Par ici j’ai vécu et ici je reviens.
Par curiosité, amour, amitié ou rêve, j’ai traversé encore et encore l’Océan pour me perdre ici…
De l’incompréhension
Ici les chiens jouent avec les roues des voitures en marche, jouent avec le vagabondage de leur vie. Ils forment des meutes pour accompagner le voyageur solitaire jusqu’à son hostal sordide. Ils sont sales, seuls, abandonnés, courant après les rayons de lune qui survolent le Pacifique.

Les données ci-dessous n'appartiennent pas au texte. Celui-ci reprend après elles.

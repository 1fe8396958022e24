//! Differential tests against the brute-force oracles in `heapmatch::testing`.
//!
//! The oracles are slow but obviously correct. Any disagreement is a bug in
//! the optimized implementation.

use super::common::{naive_find_all, naive_search};
use heapmatch::kmp::{backtrack_table, find_all, search};
use heapmatch::BinaryHeap;
use proptest::prelude::*;

fn bytes(alphabet: Vec<u8>, max_len: usize) -> impl Strategy<Value = Vec<u8>> {
    prop::collection::vec(prop::sample::select(alphabet), 0..max_len)
}

proptest! {
    #![proptest_config(ProptestConfig::with_cases(512))]

    /// KMP and the window scan agree on the first match.
    #[test]
    fn prop_search_matches_oracle(
        needle in bytes(vec![b'x', b'y'], 6),
        haystack in bytes(vec![b'x', b'y'], 60),
    ) {
        let expected = naive_search(&needle, &haystack);
        let actual = if needle.is_empty() {
            search(&needle, &[], &haystack)
        } else {
            search(&needle, &backtrack_table(&needle), &haystack)
        };
        prop_assert_eq!(actual, expected);
    }

    /// find_all and the window scan agree on every match.
    #[test]
    fn prop_find_all_matches_oracle(
        needle in bytes(vec![b'0', b'1'], 5),
        haystack in bytes(vec![b'0', b'1'], 60),
    ) {
        prop_assert_eq!(find_all(&needle, &haystack), naive_find_all(&needle, &haystack));
    }

    /// Heap extraction and a stable sort agree on the multiset order.
    #[test]
    fn prop_heap_matches_sort(values in prop::collection::vec(-50i16..50, 0..150)) {
        let mut heap = BinaryHeap::with_capacity(0).unwrap();
        for &v in &values {
            heap.push(v).unwrap();
        }
        let mut sorted = values;
        sorted.sort();
        prop_assert_eq!(heap.into_sorted_vec(), sorted);
    }
}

Ici on vit dans un mauvais plagiat de 1984. Dans le métro, la rue, les cars ou les centres commerciaux, la voix et ses mots nous pourchassent rabâchant inlassablement les règles du « soyons éduqués, civiques, heureux, et lobotomisés » : passager, dénonce le chauffeur qui dépasse de 5 Km/h la vitesse autorisée ! Usager, ne t’assied pas au sol ! Jeune maman évite d’allaiter en public ! Toi, reste calme ! Toi, dénonce-toi si tu as oublié une pomme dans ton sac à dos ! Et toi qui écris cet article, n’oublie pas que de faire du Chili un pays de bisounours aseptisé est le devoir de tous.

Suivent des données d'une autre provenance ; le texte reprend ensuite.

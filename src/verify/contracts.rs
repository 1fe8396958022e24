// Copyright 2025-present Harīṣh Tummalachērla
// SPDX-License-Identifier: Apache-2.0

//! Runtime contracts for the heap and the substring search.
//!
//! Debug-mode assertions that verify the invariants the algorithms rely on.
//! These contracts:
//!
//! 1. Are **zero-cost in release builds** (use `debug_assert!`)
//! 2. Provide **early failure detection** during development
//! 3. Turn caller precondition mistakes into a clear panic message
//!
//! # INVARIANTS (DO NOT REMOVE THESE CHECKS)
//!
//! | Contract Function      | Checked at                     |
//! |------------------------|--------------------------------|
//! | `check_heap_property`  | after every push / pop         |
//! | `check_table_len`      | entry of `build_table`/`search`|
//! | `check_fallback`       | every backtrack step in a table|
//! | `check_match_at`       | before `search` returns a match|

use std::cmp::Ordering;

use crate::heap::Comparator;

// ============================================================================
// HEAP CONTRACTS
// ============================================================================

/// Check that every child orders at or after its parent.
///
/// # Panics (debug builds only)
/// Panics on the first slot that orders strictly before its parent.
#[inline]
pub fn check_heap_property<T, C: Comparator<T>>(items: &[T], cmp: &C) {
    if !cfg!(debug_assertions) {
        return;
    }
    for i in 1..items.len() {
        let parent = (i - 1) / 2;
        debug_assert!(
            cmp.compare(&items[i], &items[parent]) != Ordering::Less,
            "Contract violation: heap order - slot {} orders before parent {}",
            i,
            parent
        );
    }
}

// ============================================================================
// SEARCH CONTRACTS
// ============================================================================

/// Check the needle is non-empty and the table was sized for it.
///
/// # Panics (debug builds only)
#[inline]
pub fn check_table_len(needle_len: usize, table_len: usize) {
    debug_assert!(
        needle_len > 0,
        "Contract violation: backtrack table requested for an empty needle"
    );
    debug_assert_eq!(
        needle_len, table_len,
        "Contract violation: table.len() {} != needle.len() {}",
        table_len, needle_len
    );
}

/// Check that a table entry the scanner is about to follow is filled in.
///
/// Only slot 0 restarts the needle; every later slot holds a fallback.
///
/// # Panics (debug builds only)
#[inline]
pub fn check_fallback(entry: Option<usize>, index: usize) {
    debug_assert!(
        entry.is_some_and(|k| k < index),
        "Contract violation: table[{}] is {:?}, expected a fallback below {}",
        index,
        entry,
        index
    );
}

/// Check that `needle` really occurs at `start` in `haystack`.
///
/// # Panics (debug builds only)
#[inline]
pub fn check_match_at<T: PartialEq>(needle: &[T], haystack: &[T], start: usize) {
    debug_assert!(
        haystack
            .get(start..start + needle.len())
            .is_some_and(|window| window == needle),
        "Contract violation: reported match at {} is not an occurrence",
        start
    );
}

Ici les enfants courent de bras en bras.
Une dame, une ado et un bébé prennent place à côté de moi. Combien de générations partagent mon banc ?
Une grand-mère de 37 ans, une maman de 16 et un bébé de quelques mois prennent place sur mon banc. Trois générations prennent place à côté de moi.

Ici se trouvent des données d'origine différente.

// Copyright 2025-present Harīṣh Tummalachērla
// SPDX-License-Identifier: Apache-2.0

//! Operations behind the `heapmatch` command line.
//!
//! Each command reads its input, runs the library, and returns a report
//! struct. Rendering is left to the binary so these stay testable and the
//! same report can be printed for humans or serialized as JSON.

use std::fs;
use std::io::Read;
use std::path::Path;

use anyhow::{bail, Context, Result};
use serde::Serialize;

use crate::heap::{BinaryHeap, Comparator, MaxOrder, MinOrder};
use crate::kmp::{self, Backtrack};

// ============================================================================
// INPUT
// ============================================================================

/// Read a file, or stdin when `path` is `None` or `-`.
pub fn read_input(path: Option<&Path>) -> Result<Vec<u8>> {
    match path {
        Some(p) if p != Path::new("-") => {
            fs::read(p).with_context(|| format!("Failed to read {}", p.display()))
        }
        _ => {
            let mut buf = Vec::new();
            std::io::stdin()
                .read_to_end(&mut buf)
                .context("Failed to read stdin")?;
            Ok(buf)
        }
    }
}

fn source_name(path: Option<&Path>) -> String {
    match path {
        Some(p) if p != Path::new("-") => p.display().to_string(),
        _ => "<stdin>".to_string(),
    }
}

// ============================================================================
// FIND
// ============================================================================

#[derive(Debug, Clone, PartialEq, Eq, Serialize)]
#[serde(rename_all = "camelCase")]
pub struct FindReport {
    pub needle: String,
    pub source: String,
    pub haystack_len: usize,
    pub matches: Vec<usize>,
}

/// Search `haystack` for `needle`: first match only, or every match with `all`.
pub fn find_in(needle: &str, haystack: &[u8], all: bool) -> Vec<usize> {
    let needle = needle.as_bytes();
    if all {
        return kmp::find_all(needle, haystack);
    }
    kmp::find(needle, haystack).into_iter().collect()
}

pub fn run_find(needle: &str, path: Option<&Path>, all: bool) -> Result<FindReport> {
    let haystack = read_input(path)?;
    Ok(FindReport {
        needle: needle.to_string(),
        source: source_name(path),
        haystack_len: haystack.len(),
        matches: find_in(needle, &haystack, all),
    })
}

// ============================================================================
// TABLE
// ============================================================================

#[derive(Debug, Clone, PartialEq, Eq, Serialize)]
pub struct TableReport {
    pub needle: String,
    /// `null` marks a restart position.
    pub table: Vec<Backtrack>,
}

pub fn run_table(needle: &str) -> Result<TableReport> {
    if needle.is_empty() {
        bail!("Needle must not be empty");
    }
    Ok(TableReport {
        needle: needle.to_string(),
        table: kmp::backtrack_table(needle.as_bytes()),
    })
}

// ============================================================================
// SORT
// ============================================================================

#[derive(Debug, Clone, Copy, Default, PartialEq, Eq)]
pub struct SortOptions {
    /// Largest first instead of smallest first.
    pub descending: bool,
    /// Stop after this many values.
    pub limit: Option<usize>,
    /// Initial heap capacity; `0` picks the default.
    pub capacity: usize,
}

#[derive(Debug, Clone, PartialEq, Eq, Serialize)]
#[serde(rename_all = "camelCase")]
pub struct SortReport {
    pub order: &'static str,
    pub count: usize,
    pub heap_capacity: usize,
    pub values: Vec<i64>,
}

/// Parse whitespace-separated integers.
pub fn parse_integers(text: &str) -> Result<Vec<i64>> {
    text.split_whitespace()
        .enumerate()
        .map(|(i, token)| {
            token
                .parse::<i64>()
                .with_context(|| format!("Invalid integer '{}' at token {}", token, i + 1))
        })
        .collect()
}

fn extract_with<C: Comparator<i64>>(
    cmp: C,
    values: &[i64],
    opts: SortOptions,
) -> Result<(Vec<i64>, usize)> {
    let mut heap = BinaryHeap::with_comparator(cmp, opts.capacity)
        .context("Failed to allocate heap")?;
    for &v in values {
        heap.push(v)?;
    }
    let capacity = heap.capacity();

    let limit = opts.limit.unwrap_or(values.len());
    let mut out = Vec::with_capacity(limit.min(values.len()));
    while out.len() < limit {
        match heap.non_empty() {
            Some(top) => out.push(top.pop()),
            None => break,
        }
    }
    Ok((out, capacity))
}

pub fn sort_values(values: &[i64], opts: SortOptions) -> Result<SortReport> {
    let (values_out, heap_capacity) = if opts.descending {
        extract_with(MaxOrder, values, opts)?
    } else {
        extract_with(MinOrder, values, opts)?
    };
    Ok(SortReport {
        order: if opts.descending { "max" } else { "min" },
        count: values.len(),
        heap_capacity,
        values: values_out,
    })
}

pub fn run_sort(path: Option<&Path>, opts: SortOptions) -> Result<SortReport> {
    let raw = read_input(path)?;
    let text = String::from_utf8(raw).context("Input is not valid UTF-8")?;
    let values = parse_integers(&text)?;
    sort_values(&values, opts)
}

Ici on valorise la maternité, diabolise l’avortement et laisse à l’abandon l’éducation sexuelle.
Mère, ado, grand-mère, enfant, fille-mère ne font qu’une. Heureuses ? Comment le savoir lorsqu’ici un nouvel être est un cadeau de Dieu, lorsqu’ici le gouvernement noie ce présent divin par des cadeaux en tous genres pour faire oublier qu’un bout de latex aurait pu sauver une vie.
Et beaucoup d’amour
Ici je prends mon temps.
Ici le temps m’emporte dans ses détours.
Entre cascades, lacs, mers et montagnes, le temps coule doucement sans me laisser le temps de le voir filer
Avec l’arrivée du soleil je lève mon pouce vers de nouveaux horizons. Sachant que seul un cœur brisé m’attend à Santiago, je décide de fuir le « smog » infernal pour découvrir le Cajon del Maipo.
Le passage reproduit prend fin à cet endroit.